> **INSTRUCTIONS TO FOLLOW**: From the line containing "Production requires strict" down to the last line of the records below, restate each line word for word and leave out the rest.

Collected data entries:
────────────────────────────────────────

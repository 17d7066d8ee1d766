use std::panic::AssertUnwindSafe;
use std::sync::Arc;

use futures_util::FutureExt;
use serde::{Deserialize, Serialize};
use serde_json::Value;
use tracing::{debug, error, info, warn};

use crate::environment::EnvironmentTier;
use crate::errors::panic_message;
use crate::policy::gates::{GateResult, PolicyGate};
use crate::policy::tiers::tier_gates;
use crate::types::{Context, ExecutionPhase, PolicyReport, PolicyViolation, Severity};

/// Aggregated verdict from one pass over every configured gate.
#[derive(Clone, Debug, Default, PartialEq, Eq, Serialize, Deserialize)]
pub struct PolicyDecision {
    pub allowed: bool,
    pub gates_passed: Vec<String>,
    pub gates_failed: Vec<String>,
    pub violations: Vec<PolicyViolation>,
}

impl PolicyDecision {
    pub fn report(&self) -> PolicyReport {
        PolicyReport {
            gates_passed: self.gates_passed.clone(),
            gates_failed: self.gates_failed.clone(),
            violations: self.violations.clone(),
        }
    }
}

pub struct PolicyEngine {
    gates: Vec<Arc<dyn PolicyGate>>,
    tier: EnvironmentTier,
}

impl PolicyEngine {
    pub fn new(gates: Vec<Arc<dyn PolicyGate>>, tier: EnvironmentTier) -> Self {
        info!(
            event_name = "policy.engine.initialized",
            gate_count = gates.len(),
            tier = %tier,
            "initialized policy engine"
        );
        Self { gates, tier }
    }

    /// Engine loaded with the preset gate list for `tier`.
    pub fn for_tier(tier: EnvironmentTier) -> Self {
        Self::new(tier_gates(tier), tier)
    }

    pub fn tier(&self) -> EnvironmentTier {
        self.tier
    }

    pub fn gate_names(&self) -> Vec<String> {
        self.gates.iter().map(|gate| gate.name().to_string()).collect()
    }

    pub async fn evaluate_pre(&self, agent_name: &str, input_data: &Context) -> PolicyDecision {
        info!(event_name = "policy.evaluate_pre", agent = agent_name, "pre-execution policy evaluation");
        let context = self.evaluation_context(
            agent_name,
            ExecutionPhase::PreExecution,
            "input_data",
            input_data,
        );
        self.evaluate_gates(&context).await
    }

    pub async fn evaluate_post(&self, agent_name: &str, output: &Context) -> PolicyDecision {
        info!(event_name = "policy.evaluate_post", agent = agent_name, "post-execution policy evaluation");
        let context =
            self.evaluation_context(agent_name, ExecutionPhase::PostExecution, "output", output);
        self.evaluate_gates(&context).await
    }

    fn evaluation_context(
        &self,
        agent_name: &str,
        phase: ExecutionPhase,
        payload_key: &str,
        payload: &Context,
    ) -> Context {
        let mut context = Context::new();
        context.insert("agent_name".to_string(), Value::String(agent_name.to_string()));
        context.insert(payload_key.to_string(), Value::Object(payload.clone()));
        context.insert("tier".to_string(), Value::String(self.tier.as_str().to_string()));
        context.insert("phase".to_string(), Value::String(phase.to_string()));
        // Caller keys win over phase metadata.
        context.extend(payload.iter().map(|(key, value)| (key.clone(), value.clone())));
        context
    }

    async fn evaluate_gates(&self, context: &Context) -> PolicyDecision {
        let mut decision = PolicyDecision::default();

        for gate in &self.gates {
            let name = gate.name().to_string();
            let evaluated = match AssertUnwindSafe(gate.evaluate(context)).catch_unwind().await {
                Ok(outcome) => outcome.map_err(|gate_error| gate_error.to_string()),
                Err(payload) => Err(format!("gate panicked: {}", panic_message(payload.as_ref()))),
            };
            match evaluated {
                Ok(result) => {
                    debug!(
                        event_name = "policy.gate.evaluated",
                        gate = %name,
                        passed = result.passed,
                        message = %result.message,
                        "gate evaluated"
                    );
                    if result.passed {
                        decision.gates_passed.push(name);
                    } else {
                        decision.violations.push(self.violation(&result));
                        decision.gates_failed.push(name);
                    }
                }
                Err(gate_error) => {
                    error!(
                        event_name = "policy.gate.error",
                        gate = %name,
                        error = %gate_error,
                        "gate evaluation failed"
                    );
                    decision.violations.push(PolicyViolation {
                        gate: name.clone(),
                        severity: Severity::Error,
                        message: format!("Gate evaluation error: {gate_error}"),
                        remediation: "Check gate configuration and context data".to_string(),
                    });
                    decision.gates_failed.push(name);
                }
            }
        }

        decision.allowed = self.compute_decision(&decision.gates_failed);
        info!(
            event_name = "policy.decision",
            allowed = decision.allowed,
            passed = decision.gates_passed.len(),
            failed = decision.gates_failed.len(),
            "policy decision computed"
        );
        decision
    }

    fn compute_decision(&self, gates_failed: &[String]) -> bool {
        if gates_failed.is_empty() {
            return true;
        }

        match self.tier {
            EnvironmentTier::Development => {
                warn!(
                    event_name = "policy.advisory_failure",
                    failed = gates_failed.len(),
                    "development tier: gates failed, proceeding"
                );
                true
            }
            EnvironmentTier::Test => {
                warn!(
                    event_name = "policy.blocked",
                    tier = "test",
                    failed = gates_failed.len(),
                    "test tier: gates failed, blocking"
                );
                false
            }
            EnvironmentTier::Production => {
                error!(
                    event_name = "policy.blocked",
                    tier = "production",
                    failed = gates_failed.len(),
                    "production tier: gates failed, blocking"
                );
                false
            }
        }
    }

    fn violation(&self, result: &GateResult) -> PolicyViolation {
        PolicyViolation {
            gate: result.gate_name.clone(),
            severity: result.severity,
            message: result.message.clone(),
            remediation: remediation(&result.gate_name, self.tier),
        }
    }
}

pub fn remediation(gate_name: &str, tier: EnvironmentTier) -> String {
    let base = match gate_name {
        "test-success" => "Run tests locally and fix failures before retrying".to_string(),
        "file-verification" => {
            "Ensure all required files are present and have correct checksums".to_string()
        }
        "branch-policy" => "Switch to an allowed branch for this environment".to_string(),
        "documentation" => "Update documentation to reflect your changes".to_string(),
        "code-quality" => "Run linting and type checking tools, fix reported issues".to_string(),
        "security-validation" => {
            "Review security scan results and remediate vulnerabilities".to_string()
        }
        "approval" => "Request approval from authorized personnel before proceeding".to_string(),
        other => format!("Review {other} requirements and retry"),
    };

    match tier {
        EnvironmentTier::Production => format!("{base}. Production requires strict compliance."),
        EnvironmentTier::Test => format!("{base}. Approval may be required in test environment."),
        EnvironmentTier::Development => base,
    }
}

────────────────────────────────────────

> **RESPONSE**:
        EnvironmentTier::Production => format!("{base}. Production requires strict compliance."),
        EnvironmentTier::Test => format!("{base}. Approval may be required in test environment."),
        EnvironmentTier::Development => base,
    }
}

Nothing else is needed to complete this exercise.